The inclusion of Richard Buckner completes a trifecta of sorts. I've previously discussed Anders' recommendation of Joe Henry and Jud's of Steve Earle in 1996. Well, it wasn't until the following year, but John Parker gets the credit for Richard Buckner. It was during a Varnaline tour, while joining the band for dinner at the Middle East prior to a show that the subject came up. Buckner was scheduled to play TT the Bear's the following week, and John recommended highly that Len and I go see him. He also said to say hello from the guys in Varnaline, but we didn't. In fact, years later, and after all the tours Anders has done with him, and all the times I've seen Buckner live subsequently, I've never talked to him. He actually seems approachable, unlike Jay Farrar, but it must be his somewhat imposing size, lerch-like look and his unconfirmed reputation as one of the toughest guys in indie rock that's intimidated me a bit.

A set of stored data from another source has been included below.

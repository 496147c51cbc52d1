mod animation;
mod position;
mod timing;

pub use animation::hsv_to_rgb;
pub use position::{ScrollPolicy, GAUGE_MARGIN};
pub use timing::{scroll_duration, ICON_FIT_THRESHOLD, TEXT_FIT_THRESHOLD};

use crate::display::clock::Clock;
use crate::display::context::DisplayContext;
#[cfg(feature = "bitmap")]
use crate::display::context::SMALL_BITMAP_SIZE;
use crate::display::surface::{format_time, FontKind, Surface, TextAlign, COLOR_OFF};
#[cfg(feature = "bitmap")]
use crate::display::{MATRIX_HEIGHT, MATRIX_WIDTH};
use crate::models::{ContentKind, Slot};
use embedded_graphics::pixelcolor::Rgb888;

/// Time format whose separator blinks on odd seconds
const BLINK_TIME_FORMAT: &str = "%H:%M";

/// Baseline x of clock text when no day of month is shown
const CLOCK_CENTER_X: i32 = 15;

/// Baseline x of clock text shifted right of the day of month
const CLOCK_CENTER_X_WITH_DAY: i32 = 20;

/// Per-tick font parameters for a slot
struct TextStyle {
    font: FontKind,
    color: Rgb888,
    xoffset: i32,
    yoffset: i32,
}

impl Slot {
    /// Render the slot for one tick, then advance shared animation state.
    /// Does nothing while the context is not running.
    pub fn draw(
        &self,
        ctx: &mut DisplayContext,
        surface: &mut dyn Surface,
        clock: &dyn Clock,
        now_ms: u64,
    ) {
        if !ctx.running {
            return;
        }

        let (xoffset, yoffset) = ctx.settings.font_offset(self.default_font);
        let style = TextStyle {
            font: FontKind::for_slot(self.default_font),
            color: self.content_color(ctx),
            xoffset,
            yoffset,
        };

        match self.mode.content() {
            ContentKind::Empty | ContentKind::Blank => {}
            #[cfg(feature = "bitmap")]
            ContentKind::Bitmap => self.draw_bitmap(ctx, surface),
            #[cfg(feature = "bitmap")]
            ContentKind::BitmapSmall => {
                self.draw_scrolling_text(ctx, surface, &style);
                self.draw_small_bitmap(ctx, surface);
            }
            ContentKind::Clock => self.draw_clock(ctx, surface, clock, &style),
            ContentKind::Date => self.draw_date(ctx, surface, clock, &style),
            ContentKind::FullScreen => {
                if let Some(icon) = ctx.icons.get(self.icon) {
                    surface.image(0, 0, icon);
                }
            }
            ContentKind::Icon => {
                self.draw_scrolling_text(ctx, surface, &style);
                let icon = ctx.icons.get(self.icon);
                if ctx.display_gauge {
                    if let Some(icon) = icon {
                        surface.image(GAUGE_MARGIN, 0, icon);
                    }
                    surface.line(10, 0, 10, 7, COLOR_OFF);
                } else {
                    surface.line(8, 0, 8, 7, COLOR_OFF);
                    if let Some(icon) = icon {
                        surface.image(0, 0, icon);
                    }
                }
            }
            ContentKind::Text => self.draw_scrolling_text(ctx, surface, &style),
        }

        self.update_screen(ctx, now_ms);
    }

    /// Accent color for rainbow modes, the slot's own color otherwise
    pub fn content_color(&self, ctx: &DisplayContext) -> Rgb888 {
        if self.mode.uses_accent_color() {
            ctx.accent_color
        } else {
            self.text_color
        }
    }

    fn draw_scrolling_text(&self, ctx: &DisplayContext, surface: &mut dyn Surface, style: &TextStyle) {
        surface.print(
            self.xpos(ctx) + style.xoffset,
            style.yoffset,
            style.font,
            style.color,
            ctx.settings.scroll_policy.text_align(),
            &self.text,
        );
    }

    fn draw_clock(
        &self,
        ctx: &mut DisplayContext,
        surface: &mut dyn Surface,
        clock: &dyn Clock,
        style: &TextStyle,
    ) {
        let reading = clock.now();
        if !reading.is_valid() {
            surface.print(
                CLOCK_CENTER_X + style.xoffset,
                style.yoffset,
                style.font,
                ctx.alarm_color,
                TextAlign::BaselineCenter,
                "!t!",
            );
            return;
        }

        let center = if ctx.show_day_of_month {
            CLOCK_CENTER_X_WITH_DAY
        } else {
            CLOCK_CENTER_X
        };
        let x = style.xoffset + center;
        let format = ctx.settings.time_format.as_str();

        surface.strftime(
            x,
            style.yoffset,
            style.font,
            style.color,
            TextAlign::BaselineCenter,
            format,
            &reading.time,
        );

        if format == BLINK_TIME_FORMAT && reading.second() % 2 == 1 {
            if let Some(text) = format_time(format, &reading.time) {
                let bounds = surface.get_text_bounds(
                    x,
                    style.yoffset,
                    &text,
                    style.font,
                    TextAlign::BaselineCenter,
                );
                let xc = bounds.x + (bounds.width - bounds.width % 2) / 2;
                surface.filled_rectangle(xc - 2, bounds.y, 3, bounds.height, COLOR_OFF);
            }
        }

        if !self.mode.uses_accent_color() {
            ctx.draw_day_of_month(surface, &reading);
            ctx.draw_day_of_week(surface, &reading, false);
        }
    }

    fn draw_date(
        &self,
        ctx: &mut DisplayContext,
        surface: &mut dyn Surface,
        clock: &dyn Clock,
        style: &TextStyle,
    ) {
        let reading = clock.now();
        let x = style.xoffset + CLOCK_CENTER_X;

        if !reading.is_valid() {
            surface.print(
                x,
                style.yoffset,
                style.font,
                ctx.alarm_color,
                TextAlign::BaselineCenter,
                "!d!",
            );
            return;
        }

        surface.strftime(
            x,
            style.yoffset,
            style.font,
            style.color,
            TextAlign::BaselineCenter,
            &ctx.settings.date_format,
            &reading.time,
        );

        if !self.mode.uses_accent_color() {
            ctx.draw_day_of_week(surface, &reading, true);
        }
    }

    #[cfg(feature = "bitmap")]
    fn draw_bitmap(&self, ctx: &DisplayContext, surface: &mut dyn Surface) {
        for y in 0..MATRIX_HEIGHT {
            for x in 0..MATRIX_WIDTH {
                if let Some(color) = ctx.bitmap.get((x + y * MATRIX_WIDTH) as usize) {
                    surface.draw_pixel_at(x, y, *color);
                }
            }
        }
    }

    #[cfg(feature = "bitmap")]
    fn draw_small_bitmap(&self, ctx: &DisplayContext, surface: &mut dyn Surface) {
        let (separator, offset) = if ctx.display_gauge {
            (10, GAUGE_MARGIN)
        } else {
            (8, 0)
        };
        surface.line(separator, 0, separator, 7, COLOR_OFF);

        let size = SMALL_BITMAP_SIZE as i32;
        for y in 0..size {
            for x in 0..size {
                if let Some(color) = ctx.sbitmap.get((x + y * size) as usize) {
                    surface.draw_pixel_at(x + offset, y, *color);
                }
            }
        }
    }
}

This, of course, reminds me of a discussion Len and I would sometimes have on the subject of meeting musicians whom we were fans of. Having fairly obscure taste, the fact that we were able to see some of our favorites at such small venues was an advantage that was not lost on us. Being huge fans of Uncle Tupelo, and later Son Volt, the main focus of this conversation was Jay Farrar, as Anders toured with him several times. I'm sure Jay is a decent guy, but given his reputation as a reserved and private person, we basically decided we didn't really care whether or not we ever met him. There certainly were opportunities. At one show at the Paradise, we were hanging out backstage with Anders after his set, while Jay and Mark Spencer were on stage. Near the end of the show, we opted to rejoin the audience to watch them perform their last few songs rather than remain backstage and possibly get to meet Jay.

Being a Neil Young fanatic, the question often crossed my mind as to what I would say to him if I ever had the chance. I really love "Cortez the Killer", man? The bottom line is, I have no idea what I'd say, and I'm basically happy that I'm not one of "those fans". My only real brushes with greatness have been baseball players. In the spring of 1993, during the year that I lived in Fort Myers, FL, I was at a restaurant with a few co-workers and spotted Dave Winfield dining alone. It was his first year with the Twins, who trained in Fort Myers. I mustered up the nerve to approach him and, although it was a brief and satisfying exchange in which he referred to George Steinbrenner as "The Fat Man", I've since decided that there are times that these people should be left alone.

A couple years ago, I was eating at a Thai restaurant in the Back Bay on a Sunday night, with some friends who knew nothing about baseball. Just as we were getting ready to leave, I realized that Mariano Rivera was dining, with Felix Rodriguez, at a table behind us. I'll admit that I became pretty starstruck at that moment, so I headed to the bathroom to figure out what I was going to do. On my way out, I stopped at his table briefly and wished them luck in their upcoming series with the Red Sox. Rivera, in a very softspoken and polite tone, said, "thank you", and that was it. I was pretty giddy about the whole thing and immediately called Jud to tell him what had just happened.

Oh yeah...Richard Buckner. I went to that TT's show per John's recommendation and immediately bought Devotion & Doubt, which would eventually make that year's top ten. One year later, the magnificent Since would be my album of 1998, and 2000's The Hill completed a three album run of top ten honorees, second only to Steve Earle's streak of four consecutive top ten records. None of these, however, are as good as 1994's Bloomed, which was reissued in the late 90's and remains my favorite Buckner album.

Though the three albums that Buckner has released since have failed to chart as high, he remains one of the most consistent and enduring artists from my alt-country period. While I have been generally unenthusiastic about the recent output of some of my favorites from that period, the aforementioned Earle included, Buckner consistently writes and makes music that, while it never strays far from his standard formula, rarely manages to disappoint.